• _Task to complete_
Each line of the records below that includes "MulMonomialRefHandle" adds one to the count; state the final count by itself.

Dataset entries

%%

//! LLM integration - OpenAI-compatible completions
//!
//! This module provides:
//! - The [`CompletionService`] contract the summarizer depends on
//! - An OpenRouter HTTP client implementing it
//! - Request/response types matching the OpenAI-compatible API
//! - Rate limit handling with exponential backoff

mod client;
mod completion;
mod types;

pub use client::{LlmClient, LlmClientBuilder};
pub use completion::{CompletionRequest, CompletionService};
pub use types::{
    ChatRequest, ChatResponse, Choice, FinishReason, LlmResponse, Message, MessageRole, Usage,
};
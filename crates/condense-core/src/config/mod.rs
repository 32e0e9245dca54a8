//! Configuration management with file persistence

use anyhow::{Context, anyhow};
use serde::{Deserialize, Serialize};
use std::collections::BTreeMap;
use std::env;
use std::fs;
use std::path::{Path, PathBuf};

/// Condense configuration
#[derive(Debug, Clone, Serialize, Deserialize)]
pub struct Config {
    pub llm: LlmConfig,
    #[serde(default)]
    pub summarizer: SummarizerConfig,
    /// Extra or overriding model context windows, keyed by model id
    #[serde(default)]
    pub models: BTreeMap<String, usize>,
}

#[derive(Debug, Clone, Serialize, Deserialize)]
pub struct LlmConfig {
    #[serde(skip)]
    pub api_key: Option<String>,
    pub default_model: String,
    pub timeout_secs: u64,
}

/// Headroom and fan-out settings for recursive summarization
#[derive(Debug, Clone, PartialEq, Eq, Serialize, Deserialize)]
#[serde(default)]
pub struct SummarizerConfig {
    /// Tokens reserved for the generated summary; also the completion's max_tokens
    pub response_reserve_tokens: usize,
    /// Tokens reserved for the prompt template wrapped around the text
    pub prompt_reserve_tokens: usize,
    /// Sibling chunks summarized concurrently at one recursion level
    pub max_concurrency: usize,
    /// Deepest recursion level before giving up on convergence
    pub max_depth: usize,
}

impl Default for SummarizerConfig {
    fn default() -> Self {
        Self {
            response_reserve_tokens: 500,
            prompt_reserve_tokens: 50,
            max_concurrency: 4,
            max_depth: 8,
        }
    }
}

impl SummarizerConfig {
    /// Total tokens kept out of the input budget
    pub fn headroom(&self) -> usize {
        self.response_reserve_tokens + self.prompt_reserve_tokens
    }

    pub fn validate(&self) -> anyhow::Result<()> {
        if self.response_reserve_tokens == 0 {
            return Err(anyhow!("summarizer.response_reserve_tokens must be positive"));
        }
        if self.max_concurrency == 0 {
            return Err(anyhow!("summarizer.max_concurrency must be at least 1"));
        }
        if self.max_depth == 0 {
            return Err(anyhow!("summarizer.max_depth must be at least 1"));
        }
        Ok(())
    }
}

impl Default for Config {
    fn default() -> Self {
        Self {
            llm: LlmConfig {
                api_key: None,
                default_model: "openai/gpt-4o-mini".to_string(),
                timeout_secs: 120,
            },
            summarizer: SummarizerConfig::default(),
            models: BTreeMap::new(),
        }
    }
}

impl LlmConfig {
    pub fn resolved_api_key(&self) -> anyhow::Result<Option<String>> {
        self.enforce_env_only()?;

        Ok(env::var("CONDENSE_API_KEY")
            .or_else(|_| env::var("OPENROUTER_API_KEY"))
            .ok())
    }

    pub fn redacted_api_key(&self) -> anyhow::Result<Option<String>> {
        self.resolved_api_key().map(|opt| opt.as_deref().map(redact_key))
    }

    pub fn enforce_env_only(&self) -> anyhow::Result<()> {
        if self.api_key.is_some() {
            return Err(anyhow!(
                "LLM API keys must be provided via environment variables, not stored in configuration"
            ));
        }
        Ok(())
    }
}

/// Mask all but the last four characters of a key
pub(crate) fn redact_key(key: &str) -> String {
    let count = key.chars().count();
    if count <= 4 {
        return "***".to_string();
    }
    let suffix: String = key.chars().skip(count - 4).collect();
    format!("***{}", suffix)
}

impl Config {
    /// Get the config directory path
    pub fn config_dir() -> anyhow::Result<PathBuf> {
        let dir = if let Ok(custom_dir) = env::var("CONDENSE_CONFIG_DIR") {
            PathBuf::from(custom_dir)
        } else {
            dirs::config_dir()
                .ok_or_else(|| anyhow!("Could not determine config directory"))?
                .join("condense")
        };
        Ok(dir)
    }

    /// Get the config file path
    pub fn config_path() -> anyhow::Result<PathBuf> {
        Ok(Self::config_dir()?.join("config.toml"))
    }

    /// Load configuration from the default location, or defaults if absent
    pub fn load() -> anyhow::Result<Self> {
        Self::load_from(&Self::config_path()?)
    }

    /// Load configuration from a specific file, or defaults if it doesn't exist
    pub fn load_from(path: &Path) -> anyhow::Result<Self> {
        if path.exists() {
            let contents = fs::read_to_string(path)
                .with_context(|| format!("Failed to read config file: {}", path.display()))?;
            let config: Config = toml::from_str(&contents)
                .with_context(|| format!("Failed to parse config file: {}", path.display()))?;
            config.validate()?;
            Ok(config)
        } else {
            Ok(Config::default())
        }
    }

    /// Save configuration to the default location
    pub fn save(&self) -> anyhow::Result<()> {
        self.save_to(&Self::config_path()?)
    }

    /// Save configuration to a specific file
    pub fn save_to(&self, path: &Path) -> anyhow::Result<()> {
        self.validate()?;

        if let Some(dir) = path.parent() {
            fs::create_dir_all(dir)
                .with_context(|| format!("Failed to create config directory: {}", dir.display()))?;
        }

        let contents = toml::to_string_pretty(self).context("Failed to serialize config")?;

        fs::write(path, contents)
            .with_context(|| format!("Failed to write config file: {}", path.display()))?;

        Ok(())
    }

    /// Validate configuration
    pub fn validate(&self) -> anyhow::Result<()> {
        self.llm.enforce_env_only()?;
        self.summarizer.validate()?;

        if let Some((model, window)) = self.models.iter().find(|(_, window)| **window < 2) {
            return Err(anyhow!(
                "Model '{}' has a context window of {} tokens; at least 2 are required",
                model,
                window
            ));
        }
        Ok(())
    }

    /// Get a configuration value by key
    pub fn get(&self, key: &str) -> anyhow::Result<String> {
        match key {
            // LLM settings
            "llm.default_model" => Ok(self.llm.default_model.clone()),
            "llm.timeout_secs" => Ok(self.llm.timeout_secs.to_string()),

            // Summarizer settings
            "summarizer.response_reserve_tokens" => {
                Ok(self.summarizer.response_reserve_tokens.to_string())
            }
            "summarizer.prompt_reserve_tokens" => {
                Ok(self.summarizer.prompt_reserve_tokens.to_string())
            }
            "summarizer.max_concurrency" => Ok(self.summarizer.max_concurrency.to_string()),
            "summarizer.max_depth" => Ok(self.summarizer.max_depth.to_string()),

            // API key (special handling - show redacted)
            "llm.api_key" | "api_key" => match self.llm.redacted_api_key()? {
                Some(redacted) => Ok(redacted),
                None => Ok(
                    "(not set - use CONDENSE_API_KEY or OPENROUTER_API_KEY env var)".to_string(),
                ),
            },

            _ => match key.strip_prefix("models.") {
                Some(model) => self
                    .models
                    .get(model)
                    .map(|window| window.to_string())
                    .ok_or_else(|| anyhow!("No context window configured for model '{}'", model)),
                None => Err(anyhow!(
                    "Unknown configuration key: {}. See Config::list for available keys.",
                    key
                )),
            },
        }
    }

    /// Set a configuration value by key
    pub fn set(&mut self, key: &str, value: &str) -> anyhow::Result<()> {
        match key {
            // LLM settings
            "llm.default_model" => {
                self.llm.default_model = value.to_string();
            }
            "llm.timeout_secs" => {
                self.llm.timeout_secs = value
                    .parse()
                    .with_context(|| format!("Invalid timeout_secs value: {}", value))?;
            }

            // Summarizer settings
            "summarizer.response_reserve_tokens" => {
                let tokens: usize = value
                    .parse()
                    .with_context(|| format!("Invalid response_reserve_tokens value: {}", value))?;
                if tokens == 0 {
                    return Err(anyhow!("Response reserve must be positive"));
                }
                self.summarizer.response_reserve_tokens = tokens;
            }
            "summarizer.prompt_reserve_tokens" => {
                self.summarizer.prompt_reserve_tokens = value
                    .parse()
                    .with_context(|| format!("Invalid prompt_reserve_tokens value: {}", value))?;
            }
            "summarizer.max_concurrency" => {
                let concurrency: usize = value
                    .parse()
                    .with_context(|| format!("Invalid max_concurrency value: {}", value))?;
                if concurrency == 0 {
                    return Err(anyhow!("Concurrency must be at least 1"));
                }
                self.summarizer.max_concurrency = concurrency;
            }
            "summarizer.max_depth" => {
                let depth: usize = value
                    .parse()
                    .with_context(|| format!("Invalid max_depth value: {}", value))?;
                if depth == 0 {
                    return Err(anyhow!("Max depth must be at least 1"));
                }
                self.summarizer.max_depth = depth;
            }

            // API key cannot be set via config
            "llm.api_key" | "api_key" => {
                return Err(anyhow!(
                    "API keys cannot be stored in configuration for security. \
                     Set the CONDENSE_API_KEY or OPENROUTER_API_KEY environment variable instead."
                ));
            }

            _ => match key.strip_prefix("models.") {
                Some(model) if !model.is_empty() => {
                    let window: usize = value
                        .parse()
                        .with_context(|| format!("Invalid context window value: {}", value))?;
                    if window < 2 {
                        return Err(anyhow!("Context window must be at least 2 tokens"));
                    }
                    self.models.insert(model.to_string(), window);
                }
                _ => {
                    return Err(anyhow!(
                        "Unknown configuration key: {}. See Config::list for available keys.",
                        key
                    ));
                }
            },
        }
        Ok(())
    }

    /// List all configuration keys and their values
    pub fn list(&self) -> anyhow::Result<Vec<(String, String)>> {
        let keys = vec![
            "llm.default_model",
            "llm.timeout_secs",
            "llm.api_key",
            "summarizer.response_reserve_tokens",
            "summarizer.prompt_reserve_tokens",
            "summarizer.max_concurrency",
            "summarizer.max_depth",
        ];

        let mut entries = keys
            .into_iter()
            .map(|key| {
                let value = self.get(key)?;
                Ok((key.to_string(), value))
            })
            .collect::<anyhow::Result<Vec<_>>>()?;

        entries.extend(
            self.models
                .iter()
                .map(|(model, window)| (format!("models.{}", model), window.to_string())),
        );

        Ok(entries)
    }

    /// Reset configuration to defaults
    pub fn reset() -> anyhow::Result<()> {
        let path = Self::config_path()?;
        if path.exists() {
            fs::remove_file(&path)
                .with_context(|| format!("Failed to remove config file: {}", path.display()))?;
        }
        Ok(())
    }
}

%%
%%

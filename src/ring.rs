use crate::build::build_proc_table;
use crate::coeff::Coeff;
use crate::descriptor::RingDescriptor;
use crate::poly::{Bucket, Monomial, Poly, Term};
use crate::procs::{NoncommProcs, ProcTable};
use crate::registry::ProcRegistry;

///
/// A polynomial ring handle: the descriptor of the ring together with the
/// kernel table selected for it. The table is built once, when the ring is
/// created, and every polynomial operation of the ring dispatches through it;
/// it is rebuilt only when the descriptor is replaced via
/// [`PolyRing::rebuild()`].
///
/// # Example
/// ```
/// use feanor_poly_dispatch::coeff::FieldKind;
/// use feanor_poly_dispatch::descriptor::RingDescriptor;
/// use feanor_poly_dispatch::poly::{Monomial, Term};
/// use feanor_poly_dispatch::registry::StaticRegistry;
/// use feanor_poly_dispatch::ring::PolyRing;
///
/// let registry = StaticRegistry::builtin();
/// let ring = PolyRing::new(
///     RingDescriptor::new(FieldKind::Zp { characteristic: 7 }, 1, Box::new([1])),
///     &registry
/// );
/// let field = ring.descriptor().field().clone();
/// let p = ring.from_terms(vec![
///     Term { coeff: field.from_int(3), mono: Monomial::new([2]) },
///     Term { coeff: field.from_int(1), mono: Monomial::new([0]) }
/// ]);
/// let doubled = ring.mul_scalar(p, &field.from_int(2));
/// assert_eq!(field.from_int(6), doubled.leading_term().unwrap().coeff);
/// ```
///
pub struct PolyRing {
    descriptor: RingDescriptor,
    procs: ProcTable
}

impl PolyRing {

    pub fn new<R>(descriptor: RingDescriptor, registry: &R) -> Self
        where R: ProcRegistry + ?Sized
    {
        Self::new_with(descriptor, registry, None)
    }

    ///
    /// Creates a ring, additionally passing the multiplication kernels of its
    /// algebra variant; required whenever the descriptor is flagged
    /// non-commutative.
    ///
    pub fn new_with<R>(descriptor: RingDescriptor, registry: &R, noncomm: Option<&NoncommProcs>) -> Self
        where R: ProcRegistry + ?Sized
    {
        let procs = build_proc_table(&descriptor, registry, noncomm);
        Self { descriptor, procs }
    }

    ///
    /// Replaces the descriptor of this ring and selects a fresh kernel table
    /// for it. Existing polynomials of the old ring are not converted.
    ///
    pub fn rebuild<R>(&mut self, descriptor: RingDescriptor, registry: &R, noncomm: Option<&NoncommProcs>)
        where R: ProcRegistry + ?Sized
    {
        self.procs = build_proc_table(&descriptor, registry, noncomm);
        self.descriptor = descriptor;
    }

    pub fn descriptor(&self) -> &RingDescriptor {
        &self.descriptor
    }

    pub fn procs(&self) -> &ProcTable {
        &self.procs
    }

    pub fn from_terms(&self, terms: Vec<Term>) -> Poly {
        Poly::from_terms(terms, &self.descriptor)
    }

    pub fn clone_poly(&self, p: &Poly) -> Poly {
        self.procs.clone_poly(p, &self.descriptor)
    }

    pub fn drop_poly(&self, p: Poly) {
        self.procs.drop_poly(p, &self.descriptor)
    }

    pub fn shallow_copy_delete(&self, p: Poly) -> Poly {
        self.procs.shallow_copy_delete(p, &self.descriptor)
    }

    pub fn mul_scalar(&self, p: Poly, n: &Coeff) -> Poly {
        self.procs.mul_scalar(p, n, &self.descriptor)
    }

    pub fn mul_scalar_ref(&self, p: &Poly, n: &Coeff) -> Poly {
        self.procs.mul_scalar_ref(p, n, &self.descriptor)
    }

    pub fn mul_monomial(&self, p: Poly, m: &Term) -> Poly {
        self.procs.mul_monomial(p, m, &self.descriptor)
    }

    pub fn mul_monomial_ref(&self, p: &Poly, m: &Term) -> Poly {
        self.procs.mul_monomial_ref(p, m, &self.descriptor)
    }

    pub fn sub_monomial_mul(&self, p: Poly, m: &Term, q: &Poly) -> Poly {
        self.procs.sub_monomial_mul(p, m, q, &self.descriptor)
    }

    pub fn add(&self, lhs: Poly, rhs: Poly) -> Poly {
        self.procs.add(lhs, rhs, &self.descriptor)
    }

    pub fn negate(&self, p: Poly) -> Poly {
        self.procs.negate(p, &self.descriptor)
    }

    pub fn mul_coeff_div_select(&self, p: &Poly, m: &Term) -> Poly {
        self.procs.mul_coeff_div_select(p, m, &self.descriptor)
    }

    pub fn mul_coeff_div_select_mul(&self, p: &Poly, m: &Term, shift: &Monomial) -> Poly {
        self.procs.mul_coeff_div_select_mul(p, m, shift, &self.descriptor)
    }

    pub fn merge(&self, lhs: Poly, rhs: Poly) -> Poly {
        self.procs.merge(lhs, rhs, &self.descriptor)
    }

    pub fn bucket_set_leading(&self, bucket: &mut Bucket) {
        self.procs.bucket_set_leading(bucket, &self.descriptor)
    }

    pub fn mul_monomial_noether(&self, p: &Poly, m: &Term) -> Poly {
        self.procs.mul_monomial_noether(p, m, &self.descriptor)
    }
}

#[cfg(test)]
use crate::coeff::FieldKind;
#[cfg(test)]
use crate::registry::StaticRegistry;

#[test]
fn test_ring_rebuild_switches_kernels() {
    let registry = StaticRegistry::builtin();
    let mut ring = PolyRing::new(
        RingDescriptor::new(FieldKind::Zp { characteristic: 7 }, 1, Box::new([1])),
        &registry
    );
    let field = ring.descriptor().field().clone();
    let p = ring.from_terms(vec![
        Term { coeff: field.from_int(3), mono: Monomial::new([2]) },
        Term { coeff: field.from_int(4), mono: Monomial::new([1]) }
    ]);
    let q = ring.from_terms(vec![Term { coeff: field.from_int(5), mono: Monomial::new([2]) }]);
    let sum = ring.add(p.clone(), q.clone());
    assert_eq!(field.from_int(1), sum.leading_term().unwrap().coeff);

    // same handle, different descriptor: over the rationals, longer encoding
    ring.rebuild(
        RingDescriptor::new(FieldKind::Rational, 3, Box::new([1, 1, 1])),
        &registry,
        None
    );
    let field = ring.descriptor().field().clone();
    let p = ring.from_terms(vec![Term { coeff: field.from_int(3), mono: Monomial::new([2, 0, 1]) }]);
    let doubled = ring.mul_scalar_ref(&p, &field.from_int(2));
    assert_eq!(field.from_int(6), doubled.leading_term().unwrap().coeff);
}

%%
%%

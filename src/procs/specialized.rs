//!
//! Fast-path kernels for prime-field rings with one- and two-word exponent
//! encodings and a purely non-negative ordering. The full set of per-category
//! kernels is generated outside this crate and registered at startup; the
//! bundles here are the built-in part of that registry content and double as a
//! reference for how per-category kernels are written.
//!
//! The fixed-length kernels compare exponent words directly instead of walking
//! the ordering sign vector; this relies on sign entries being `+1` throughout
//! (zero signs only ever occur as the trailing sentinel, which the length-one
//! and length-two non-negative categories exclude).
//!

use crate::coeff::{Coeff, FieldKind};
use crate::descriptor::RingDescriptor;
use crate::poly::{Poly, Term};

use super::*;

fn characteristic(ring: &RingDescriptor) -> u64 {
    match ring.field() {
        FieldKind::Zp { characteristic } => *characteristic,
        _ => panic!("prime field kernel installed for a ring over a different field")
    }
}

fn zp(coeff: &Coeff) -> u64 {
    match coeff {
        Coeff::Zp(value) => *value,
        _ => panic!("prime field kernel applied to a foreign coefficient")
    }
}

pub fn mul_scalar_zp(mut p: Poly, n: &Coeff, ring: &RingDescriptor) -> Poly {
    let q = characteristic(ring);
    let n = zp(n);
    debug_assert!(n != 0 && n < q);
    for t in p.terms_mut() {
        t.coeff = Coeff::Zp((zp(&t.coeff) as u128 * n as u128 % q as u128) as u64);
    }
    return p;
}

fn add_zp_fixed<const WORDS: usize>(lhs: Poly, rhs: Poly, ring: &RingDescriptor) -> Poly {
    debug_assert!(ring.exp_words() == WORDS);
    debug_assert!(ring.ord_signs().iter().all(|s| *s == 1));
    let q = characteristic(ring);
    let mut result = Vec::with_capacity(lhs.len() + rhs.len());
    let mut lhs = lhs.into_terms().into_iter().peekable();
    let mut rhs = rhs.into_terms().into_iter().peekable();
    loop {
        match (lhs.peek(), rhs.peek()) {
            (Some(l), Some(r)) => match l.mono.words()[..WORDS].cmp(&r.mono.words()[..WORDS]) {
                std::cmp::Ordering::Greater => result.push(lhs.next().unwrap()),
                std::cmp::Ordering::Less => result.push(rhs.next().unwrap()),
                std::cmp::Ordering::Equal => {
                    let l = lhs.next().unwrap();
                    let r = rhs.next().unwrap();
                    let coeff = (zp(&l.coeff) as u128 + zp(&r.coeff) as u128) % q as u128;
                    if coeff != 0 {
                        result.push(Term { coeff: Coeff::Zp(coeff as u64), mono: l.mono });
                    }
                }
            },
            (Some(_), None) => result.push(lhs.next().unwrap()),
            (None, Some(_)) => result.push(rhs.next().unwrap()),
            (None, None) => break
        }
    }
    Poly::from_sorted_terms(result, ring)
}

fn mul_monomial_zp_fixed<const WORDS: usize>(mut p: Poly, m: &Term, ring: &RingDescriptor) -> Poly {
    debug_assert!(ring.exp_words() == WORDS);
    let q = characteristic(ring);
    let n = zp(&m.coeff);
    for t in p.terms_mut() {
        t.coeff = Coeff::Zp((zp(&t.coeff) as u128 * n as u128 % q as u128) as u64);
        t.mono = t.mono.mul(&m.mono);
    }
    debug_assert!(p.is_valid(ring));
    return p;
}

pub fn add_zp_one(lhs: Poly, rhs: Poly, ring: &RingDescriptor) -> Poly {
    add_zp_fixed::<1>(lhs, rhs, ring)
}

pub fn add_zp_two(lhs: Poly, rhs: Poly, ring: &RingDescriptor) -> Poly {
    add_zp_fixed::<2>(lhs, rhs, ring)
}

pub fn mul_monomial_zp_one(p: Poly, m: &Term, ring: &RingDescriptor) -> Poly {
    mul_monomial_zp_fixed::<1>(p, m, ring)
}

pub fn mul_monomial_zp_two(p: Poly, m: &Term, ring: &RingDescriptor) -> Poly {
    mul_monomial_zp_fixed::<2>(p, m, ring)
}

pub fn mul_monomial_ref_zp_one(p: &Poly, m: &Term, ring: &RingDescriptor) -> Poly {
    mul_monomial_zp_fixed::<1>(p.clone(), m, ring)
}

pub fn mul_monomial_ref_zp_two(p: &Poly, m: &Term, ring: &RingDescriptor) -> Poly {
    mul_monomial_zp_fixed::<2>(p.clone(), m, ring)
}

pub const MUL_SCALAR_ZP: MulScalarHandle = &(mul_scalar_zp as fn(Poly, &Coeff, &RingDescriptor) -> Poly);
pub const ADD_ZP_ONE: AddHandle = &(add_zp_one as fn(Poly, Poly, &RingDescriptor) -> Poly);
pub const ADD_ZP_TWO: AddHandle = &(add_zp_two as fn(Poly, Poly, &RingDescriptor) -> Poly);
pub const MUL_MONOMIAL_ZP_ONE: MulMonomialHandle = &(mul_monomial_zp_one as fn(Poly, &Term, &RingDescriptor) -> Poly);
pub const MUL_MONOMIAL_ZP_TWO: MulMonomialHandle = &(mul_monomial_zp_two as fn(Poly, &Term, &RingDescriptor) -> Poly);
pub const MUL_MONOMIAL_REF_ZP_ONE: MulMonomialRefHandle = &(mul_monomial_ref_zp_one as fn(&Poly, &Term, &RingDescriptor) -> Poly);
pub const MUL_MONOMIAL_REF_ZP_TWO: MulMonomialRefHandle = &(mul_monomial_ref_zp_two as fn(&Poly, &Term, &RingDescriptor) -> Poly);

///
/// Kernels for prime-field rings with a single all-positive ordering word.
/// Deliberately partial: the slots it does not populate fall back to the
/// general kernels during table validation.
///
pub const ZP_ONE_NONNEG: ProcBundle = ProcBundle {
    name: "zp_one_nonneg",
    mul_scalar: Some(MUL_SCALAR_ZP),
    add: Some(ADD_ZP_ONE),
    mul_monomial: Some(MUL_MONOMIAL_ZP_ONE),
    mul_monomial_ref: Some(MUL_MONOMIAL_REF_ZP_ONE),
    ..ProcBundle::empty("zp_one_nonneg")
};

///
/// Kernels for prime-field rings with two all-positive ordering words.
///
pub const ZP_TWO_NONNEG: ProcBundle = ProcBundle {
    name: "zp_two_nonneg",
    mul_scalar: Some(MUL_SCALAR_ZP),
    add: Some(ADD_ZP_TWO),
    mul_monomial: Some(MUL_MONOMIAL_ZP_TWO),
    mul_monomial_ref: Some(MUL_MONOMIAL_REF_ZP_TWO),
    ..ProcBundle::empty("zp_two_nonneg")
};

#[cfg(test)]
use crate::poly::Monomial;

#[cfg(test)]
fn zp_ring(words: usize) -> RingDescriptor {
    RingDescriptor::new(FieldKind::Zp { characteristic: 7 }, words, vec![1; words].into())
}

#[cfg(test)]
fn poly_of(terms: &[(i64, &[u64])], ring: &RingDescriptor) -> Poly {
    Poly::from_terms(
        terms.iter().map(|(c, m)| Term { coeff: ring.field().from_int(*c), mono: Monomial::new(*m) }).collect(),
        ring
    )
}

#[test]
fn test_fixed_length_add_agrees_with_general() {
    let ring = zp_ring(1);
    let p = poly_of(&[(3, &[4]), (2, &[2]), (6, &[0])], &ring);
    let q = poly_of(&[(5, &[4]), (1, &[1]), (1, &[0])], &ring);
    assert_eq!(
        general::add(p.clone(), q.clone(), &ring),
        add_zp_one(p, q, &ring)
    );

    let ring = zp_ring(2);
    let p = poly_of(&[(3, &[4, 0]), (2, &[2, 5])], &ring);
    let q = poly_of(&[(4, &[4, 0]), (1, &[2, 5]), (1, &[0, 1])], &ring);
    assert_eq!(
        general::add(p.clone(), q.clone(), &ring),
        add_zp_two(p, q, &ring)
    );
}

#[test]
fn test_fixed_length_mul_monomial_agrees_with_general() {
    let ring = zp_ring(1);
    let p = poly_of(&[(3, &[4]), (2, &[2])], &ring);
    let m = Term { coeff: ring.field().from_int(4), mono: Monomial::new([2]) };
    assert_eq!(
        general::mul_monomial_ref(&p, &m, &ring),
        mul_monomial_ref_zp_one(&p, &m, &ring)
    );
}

%%

• _Solution below_
2